PROJECT SUMMARY
Severe immune-related adverse events (irAEs) occur in up to ~60% of melanoma patients treated
with combination (anti-PD1 / anti-CTLA4) immune checkpoint inhibitors (ICIs), and cause treatment-
related morbidity and mortality. However, the pathophysiology underlying severe irAE development
remains unclear and there is no way in clinical practice to predict who will develop severe toxicities
and who will not. Based on our preliminary data, we hypothesize that clonally diverse activated CD4
memory T cells, and more specifically CXCR5–PD1hi peripheral helper T (Tph) cells, specifically
underpin ICI-mediated toxicity in melanoma patients. To address this hypothesis, we will perform flow
cytometry, CyTOF, scRNA-seq, scV(D)J-seq and immunoSEQ® to broadly assess T and B cell states
in peripheral blood to 1) determine whether Tph levels in pretreatment blood are predictive of severe
irAE development in melanoma patients treated with combination immunotherapy (Aim 1), and 2)

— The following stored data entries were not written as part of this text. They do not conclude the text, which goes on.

use log::debug;

use crate::*;

/// Merges each image/sampler pair the module uses together into a
/// combined binding named after the image. Returns the number of
/// combined bindings.
pub fn combine(backend: &mut impl Backend) -> Result<usize> {
    let combined = backend.combine_samplers()?;
    for cis in combined.iter() {
        let name = backend.name_of(cis.image_id)?;
        debug!(
            "combine: {} + {} -> {} ({:?})",
            cis.image_id, cis.sampler_id, cis.combined_id, name,
        );
        if !name.is_empty() {
            backend.rename(cis.combined_id, &name)?;
        }
    }
    Ok(combined.len())
}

determine whether Tph clonotypes preferentially expand in on-treatment blood and are enriched in
irAE skin lesions during combination immunotherapy in patients who develop severe toxicity (Aim 2).
While the prediction of severe irAEs from peripheral blood will be important clinically, patients who
experience some degree of toxicity have also been shown to have better durable immunotherapy
response rates. Therefore, it will be challenging to make clinical decisions regarding immunotherapy
without also considering the probability of durable response. We will thus utilize cell-free DNA
methylation sequencing to predict 1) immunotherapy toxicity and 2) durable immunotherapy response
concurrently from pre-treatment plasma using both cell-state signatures and an agnostic machine
learning approach, which we will validate in held-out cohorts (Aim 3). By doing so, we will lay the
foundation for future clinical trials where immunotherapy decision-making is guided by the
risk versus benefit of combination immunotherapy using the liquid biopsy biomarkers defined
here. In summary, this study will reveal determinants of irAE development which will form the basis
for liquid biopsy technology to predict both immunotherapy response and toxicity to make treatment
safer and more personalized in the future.